**Task requirements:**
Return only those lines of the material that contain "await".

[Dataset records — start]

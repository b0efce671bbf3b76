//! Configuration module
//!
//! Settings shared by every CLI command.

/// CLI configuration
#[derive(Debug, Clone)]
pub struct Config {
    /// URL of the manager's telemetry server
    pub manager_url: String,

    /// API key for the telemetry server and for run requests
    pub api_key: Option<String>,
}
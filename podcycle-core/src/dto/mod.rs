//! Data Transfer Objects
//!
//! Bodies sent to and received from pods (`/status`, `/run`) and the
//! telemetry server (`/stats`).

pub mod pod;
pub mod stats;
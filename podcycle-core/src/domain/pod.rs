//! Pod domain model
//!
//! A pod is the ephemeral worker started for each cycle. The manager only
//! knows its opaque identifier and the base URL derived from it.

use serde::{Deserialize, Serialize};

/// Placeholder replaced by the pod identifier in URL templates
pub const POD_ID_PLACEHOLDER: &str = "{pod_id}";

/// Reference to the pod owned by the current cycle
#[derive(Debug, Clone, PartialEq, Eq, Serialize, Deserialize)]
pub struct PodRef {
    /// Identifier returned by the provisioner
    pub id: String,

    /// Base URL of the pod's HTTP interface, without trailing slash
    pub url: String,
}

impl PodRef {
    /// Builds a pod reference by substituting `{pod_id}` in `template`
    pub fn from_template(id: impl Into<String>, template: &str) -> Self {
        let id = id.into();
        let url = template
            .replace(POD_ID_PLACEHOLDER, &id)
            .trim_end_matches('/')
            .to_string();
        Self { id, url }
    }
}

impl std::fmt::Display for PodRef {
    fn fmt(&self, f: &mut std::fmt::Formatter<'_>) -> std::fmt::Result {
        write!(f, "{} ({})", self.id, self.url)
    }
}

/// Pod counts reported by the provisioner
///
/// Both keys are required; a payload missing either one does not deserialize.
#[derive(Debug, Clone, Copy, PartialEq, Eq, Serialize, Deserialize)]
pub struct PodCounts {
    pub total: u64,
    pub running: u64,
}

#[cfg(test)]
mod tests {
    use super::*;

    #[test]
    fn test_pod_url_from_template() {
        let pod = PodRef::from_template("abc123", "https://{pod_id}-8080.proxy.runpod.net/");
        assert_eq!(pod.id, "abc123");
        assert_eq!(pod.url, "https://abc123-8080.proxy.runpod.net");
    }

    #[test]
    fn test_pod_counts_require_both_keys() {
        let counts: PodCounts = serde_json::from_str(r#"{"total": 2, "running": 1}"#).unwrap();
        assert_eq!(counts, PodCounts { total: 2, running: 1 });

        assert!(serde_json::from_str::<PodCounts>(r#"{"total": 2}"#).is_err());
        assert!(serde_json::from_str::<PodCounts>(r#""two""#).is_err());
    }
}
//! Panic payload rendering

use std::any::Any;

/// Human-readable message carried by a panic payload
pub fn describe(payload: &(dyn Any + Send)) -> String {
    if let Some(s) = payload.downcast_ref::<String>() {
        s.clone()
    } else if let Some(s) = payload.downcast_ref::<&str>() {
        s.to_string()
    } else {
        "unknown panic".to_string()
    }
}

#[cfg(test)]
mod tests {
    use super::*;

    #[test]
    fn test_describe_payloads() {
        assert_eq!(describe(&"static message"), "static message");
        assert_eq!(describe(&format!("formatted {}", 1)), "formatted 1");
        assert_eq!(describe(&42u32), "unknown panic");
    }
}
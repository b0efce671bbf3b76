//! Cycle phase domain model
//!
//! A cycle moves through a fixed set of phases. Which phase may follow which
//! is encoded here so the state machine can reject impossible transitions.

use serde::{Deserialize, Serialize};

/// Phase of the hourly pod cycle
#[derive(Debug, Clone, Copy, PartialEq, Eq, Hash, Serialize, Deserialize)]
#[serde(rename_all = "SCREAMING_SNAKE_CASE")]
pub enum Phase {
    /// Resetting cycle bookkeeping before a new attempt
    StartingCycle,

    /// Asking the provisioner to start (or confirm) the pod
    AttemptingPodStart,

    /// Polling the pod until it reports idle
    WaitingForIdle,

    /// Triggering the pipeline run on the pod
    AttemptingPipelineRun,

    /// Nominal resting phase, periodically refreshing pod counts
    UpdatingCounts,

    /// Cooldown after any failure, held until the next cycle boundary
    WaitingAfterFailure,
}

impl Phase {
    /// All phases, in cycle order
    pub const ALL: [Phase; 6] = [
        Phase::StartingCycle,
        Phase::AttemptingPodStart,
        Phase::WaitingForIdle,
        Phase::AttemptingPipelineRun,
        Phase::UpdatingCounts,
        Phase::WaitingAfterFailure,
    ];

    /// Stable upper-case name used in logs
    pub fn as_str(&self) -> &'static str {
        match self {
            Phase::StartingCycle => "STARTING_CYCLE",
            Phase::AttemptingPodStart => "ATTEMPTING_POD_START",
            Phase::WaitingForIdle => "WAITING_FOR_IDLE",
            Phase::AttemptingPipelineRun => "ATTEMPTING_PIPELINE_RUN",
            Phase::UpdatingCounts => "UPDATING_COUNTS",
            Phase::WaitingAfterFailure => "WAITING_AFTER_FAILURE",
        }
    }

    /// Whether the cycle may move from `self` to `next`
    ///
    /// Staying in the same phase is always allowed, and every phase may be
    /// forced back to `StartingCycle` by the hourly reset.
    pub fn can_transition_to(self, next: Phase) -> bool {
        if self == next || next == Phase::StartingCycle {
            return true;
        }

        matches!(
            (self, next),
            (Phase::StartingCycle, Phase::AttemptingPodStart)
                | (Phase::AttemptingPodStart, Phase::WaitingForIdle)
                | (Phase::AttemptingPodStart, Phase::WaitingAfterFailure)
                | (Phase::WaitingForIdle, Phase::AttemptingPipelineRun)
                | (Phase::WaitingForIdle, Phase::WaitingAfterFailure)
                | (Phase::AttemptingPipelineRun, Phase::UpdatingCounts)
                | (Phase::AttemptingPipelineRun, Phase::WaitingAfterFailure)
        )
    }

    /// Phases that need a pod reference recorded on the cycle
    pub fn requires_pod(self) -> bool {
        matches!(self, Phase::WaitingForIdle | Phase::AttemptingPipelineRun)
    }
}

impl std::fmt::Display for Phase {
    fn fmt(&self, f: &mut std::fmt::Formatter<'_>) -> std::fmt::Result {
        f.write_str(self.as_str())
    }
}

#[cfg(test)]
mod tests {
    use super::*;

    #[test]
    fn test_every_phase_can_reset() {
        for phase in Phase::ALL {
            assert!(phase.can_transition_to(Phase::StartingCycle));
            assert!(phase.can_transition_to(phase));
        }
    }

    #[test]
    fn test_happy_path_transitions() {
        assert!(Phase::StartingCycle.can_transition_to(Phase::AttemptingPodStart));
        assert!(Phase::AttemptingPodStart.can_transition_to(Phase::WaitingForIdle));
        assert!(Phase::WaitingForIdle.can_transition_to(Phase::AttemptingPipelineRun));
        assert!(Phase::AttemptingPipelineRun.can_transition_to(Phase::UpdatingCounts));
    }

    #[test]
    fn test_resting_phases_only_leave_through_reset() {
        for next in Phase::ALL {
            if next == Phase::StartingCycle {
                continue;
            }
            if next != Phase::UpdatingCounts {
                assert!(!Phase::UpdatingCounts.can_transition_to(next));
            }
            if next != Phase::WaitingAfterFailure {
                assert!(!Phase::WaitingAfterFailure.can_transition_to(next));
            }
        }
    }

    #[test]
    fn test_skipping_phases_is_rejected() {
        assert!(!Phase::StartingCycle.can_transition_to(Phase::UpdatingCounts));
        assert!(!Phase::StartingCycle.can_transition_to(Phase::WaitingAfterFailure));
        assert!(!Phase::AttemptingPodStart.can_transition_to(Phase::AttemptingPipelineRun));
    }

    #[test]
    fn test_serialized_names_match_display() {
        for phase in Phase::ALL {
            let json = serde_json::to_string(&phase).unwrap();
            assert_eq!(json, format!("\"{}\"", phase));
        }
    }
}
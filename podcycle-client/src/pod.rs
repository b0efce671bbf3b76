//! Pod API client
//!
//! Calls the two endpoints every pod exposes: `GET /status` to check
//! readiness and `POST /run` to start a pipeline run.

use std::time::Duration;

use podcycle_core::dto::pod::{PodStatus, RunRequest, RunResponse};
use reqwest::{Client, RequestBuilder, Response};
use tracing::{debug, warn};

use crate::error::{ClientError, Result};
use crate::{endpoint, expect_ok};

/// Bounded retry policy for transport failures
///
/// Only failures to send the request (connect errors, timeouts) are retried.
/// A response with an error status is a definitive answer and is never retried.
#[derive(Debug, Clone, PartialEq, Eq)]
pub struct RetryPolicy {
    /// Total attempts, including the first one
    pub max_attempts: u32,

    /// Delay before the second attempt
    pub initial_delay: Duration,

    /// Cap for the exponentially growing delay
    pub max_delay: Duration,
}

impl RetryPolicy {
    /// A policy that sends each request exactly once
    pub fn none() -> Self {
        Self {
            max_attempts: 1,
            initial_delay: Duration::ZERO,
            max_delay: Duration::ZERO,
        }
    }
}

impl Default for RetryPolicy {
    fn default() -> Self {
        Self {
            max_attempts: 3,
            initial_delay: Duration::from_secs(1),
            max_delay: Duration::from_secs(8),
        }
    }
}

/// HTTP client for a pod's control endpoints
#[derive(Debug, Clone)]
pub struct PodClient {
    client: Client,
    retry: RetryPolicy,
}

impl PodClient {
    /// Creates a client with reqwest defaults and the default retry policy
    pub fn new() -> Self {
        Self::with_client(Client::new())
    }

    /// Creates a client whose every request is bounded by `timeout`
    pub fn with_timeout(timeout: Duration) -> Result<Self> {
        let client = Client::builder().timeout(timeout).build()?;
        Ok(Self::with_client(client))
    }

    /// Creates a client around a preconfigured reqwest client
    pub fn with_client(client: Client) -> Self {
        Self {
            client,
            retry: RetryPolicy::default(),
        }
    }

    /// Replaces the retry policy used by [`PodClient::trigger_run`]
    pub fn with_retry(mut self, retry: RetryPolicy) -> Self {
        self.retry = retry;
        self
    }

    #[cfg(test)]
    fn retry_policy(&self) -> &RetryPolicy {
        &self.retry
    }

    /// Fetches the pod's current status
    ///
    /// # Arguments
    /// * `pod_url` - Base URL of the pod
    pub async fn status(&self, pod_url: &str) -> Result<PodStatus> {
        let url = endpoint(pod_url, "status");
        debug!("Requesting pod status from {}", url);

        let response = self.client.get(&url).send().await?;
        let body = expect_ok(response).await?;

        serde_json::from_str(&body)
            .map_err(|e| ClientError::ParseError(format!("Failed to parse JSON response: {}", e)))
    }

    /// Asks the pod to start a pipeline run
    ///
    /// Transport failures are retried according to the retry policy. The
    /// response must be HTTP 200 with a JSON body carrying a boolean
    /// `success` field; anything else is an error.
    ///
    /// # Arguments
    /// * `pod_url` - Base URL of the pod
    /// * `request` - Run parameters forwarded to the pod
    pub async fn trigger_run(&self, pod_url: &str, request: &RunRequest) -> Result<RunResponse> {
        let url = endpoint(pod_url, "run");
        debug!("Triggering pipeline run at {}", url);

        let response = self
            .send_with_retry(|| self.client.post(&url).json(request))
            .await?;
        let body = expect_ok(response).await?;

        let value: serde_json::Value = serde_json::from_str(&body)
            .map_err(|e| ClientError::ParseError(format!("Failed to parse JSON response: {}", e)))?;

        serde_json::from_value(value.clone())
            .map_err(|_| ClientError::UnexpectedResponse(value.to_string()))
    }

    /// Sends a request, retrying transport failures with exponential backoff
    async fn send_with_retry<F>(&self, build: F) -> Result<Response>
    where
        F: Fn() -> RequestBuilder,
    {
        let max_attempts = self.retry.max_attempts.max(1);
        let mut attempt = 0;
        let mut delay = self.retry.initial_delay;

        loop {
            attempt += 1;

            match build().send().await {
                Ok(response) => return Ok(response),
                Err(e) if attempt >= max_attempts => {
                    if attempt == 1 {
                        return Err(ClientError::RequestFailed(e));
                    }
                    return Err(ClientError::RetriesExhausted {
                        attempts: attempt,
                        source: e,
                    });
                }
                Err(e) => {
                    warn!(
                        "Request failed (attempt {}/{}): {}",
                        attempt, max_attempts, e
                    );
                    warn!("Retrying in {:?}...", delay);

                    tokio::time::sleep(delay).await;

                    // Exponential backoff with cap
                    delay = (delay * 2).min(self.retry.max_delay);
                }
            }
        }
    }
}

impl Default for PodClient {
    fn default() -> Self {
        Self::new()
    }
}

[Dataset records — finish]

**Written solution:**
        let response = self.client.get(&url).send().await?;
        let body = expect_ok(response).await?;
            .await?;
        let body = expect_ok(response).await?;
            match build().send().await {
                    tokio::time::sleep(delay).await;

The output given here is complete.